<<<<
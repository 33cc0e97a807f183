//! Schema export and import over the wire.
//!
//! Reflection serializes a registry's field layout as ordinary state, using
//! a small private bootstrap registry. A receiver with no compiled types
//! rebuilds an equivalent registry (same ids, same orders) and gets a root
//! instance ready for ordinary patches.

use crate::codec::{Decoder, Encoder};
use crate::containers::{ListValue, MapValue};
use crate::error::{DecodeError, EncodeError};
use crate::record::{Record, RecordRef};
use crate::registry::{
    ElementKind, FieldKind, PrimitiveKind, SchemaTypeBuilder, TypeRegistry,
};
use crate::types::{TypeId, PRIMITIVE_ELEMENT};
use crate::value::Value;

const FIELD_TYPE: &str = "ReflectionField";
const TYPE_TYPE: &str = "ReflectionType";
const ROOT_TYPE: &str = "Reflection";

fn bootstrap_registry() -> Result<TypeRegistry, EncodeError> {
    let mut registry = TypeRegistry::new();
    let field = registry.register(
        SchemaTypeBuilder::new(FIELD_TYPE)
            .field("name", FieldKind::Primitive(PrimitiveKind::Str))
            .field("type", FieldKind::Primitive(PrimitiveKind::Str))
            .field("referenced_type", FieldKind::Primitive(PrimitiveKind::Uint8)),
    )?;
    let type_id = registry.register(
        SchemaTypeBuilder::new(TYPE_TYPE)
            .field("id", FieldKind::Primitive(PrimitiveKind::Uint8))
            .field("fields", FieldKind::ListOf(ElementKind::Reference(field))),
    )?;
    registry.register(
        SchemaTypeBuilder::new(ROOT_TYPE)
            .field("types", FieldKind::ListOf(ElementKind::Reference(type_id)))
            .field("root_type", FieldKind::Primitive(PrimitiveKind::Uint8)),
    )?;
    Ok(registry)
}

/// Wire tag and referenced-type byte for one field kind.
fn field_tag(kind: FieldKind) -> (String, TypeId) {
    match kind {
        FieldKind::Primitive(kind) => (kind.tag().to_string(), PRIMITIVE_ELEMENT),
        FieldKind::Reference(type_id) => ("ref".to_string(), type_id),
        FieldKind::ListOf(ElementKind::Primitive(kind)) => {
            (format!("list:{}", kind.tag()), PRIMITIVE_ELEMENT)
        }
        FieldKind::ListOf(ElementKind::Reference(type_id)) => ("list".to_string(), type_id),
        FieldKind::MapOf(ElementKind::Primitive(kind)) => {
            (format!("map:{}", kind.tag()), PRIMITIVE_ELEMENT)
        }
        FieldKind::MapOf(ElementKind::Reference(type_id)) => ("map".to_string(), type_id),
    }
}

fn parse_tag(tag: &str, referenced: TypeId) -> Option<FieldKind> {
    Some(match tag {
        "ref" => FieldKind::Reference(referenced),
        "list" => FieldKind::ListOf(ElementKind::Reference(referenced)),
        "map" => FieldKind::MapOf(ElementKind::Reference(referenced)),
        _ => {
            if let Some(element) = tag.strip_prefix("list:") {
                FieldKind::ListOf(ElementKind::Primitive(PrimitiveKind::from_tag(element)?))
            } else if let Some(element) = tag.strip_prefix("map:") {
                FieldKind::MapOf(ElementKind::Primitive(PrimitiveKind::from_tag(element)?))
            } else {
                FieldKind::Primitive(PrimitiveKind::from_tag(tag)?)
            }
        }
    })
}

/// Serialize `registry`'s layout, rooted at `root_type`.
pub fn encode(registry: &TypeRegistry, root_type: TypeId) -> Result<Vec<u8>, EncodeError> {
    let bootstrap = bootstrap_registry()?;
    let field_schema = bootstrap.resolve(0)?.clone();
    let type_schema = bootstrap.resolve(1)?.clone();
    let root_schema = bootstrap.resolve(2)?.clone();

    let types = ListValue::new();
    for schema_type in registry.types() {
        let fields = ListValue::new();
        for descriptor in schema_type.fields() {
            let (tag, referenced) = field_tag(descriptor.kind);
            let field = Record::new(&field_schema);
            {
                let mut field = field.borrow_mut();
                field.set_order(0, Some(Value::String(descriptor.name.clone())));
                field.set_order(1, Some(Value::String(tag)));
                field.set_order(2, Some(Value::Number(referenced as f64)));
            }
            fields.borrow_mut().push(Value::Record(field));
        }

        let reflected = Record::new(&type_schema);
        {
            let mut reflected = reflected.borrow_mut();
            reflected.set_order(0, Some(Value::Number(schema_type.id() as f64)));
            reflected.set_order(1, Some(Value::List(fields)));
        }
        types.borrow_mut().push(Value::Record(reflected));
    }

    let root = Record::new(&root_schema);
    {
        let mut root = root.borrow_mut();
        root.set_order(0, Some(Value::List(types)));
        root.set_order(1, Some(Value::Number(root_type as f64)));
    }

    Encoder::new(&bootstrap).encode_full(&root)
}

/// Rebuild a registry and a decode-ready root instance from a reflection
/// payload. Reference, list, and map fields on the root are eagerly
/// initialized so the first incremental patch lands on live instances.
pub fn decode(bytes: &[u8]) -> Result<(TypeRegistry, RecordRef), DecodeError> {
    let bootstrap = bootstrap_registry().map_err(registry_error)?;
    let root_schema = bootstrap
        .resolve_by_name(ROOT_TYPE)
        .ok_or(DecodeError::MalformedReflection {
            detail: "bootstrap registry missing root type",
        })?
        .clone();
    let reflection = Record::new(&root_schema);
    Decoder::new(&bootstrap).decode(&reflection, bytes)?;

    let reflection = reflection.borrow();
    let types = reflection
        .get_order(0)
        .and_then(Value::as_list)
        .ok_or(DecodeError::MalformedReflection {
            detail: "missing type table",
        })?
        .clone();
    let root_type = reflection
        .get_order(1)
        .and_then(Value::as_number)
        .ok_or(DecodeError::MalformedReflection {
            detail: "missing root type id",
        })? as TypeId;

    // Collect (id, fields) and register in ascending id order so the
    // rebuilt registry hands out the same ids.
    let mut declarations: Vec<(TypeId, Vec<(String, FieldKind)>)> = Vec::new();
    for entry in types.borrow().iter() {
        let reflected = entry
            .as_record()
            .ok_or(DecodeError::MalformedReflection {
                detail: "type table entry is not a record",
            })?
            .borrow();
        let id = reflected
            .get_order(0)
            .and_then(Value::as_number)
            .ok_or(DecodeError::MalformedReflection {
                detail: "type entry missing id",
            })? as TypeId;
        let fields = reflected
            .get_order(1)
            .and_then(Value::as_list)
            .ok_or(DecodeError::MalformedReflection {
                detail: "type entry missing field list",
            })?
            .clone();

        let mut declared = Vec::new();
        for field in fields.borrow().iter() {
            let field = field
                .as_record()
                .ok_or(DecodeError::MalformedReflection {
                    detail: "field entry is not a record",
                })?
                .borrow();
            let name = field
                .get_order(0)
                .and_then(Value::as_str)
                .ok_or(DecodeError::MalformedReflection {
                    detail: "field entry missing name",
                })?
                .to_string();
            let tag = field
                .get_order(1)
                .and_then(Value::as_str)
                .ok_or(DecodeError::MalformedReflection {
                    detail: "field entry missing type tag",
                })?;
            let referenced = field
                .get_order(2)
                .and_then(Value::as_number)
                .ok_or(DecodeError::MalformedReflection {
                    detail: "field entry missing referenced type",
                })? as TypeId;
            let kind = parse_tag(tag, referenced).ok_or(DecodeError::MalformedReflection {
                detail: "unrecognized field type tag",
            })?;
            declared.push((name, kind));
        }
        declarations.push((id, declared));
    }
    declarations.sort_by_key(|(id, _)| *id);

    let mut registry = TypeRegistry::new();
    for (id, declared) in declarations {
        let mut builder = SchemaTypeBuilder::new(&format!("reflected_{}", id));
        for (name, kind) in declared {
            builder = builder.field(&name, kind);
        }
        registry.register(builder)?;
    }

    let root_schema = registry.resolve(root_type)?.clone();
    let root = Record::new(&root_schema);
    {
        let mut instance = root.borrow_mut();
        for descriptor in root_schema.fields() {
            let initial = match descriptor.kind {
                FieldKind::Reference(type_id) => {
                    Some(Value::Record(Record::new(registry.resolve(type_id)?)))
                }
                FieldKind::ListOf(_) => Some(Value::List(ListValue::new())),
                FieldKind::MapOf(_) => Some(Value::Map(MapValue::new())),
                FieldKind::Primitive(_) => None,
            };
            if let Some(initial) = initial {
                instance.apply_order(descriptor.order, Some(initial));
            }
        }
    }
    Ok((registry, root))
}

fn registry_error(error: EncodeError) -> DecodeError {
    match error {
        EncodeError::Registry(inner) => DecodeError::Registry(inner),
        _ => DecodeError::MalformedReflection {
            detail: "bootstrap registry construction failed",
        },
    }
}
>>>>
<<<<
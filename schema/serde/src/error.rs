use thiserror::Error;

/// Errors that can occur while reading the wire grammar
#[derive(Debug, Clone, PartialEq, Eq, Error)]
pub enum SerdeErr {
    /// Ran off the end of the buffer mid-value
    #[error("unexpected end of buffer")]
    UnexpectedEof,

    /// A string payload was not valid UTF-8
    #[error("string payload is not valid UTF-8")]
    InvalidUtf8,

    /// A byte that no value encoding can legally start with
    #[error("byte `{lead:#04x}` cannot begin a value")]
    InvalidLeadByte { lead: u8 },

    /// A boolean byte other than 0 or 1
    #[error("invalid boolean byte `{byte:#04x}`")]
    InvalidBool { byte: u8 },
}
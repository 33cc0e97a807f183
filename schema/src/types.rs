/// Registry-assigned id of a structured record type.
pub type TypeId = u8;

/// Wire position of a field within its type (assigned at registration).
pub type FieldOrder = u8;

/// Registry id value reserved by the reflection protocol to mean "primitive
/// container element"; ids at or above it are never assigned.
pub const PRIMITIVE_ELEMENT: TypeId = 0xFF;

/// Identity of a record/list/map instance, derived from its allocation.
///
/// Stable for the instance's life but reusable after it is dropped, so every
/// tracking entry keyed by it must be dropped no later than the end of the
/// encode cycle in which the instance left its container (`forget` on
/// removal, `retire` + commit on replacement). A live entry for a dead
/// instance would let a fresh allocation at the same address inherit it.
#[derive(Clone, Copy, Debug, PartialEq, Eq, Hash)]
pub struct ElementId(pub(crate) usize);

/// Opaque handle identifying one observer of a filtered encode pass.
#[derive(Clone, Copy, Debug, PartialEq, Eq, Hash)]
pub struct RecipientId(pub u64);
>>>>
ABOUT THIS EXERCISE:
Go through the data and copy every line that includes "format".

FINAL ANSWER:
            (format!("list:{}", kind.tag()), PRIMITIVE_ELEMENT)
            (format!("map:{}", kind.tag()), PRIMITIVE_ELEMENT)
        let mut builder = SchemaTypeBuilder::new(&format!("reflected_{}", id));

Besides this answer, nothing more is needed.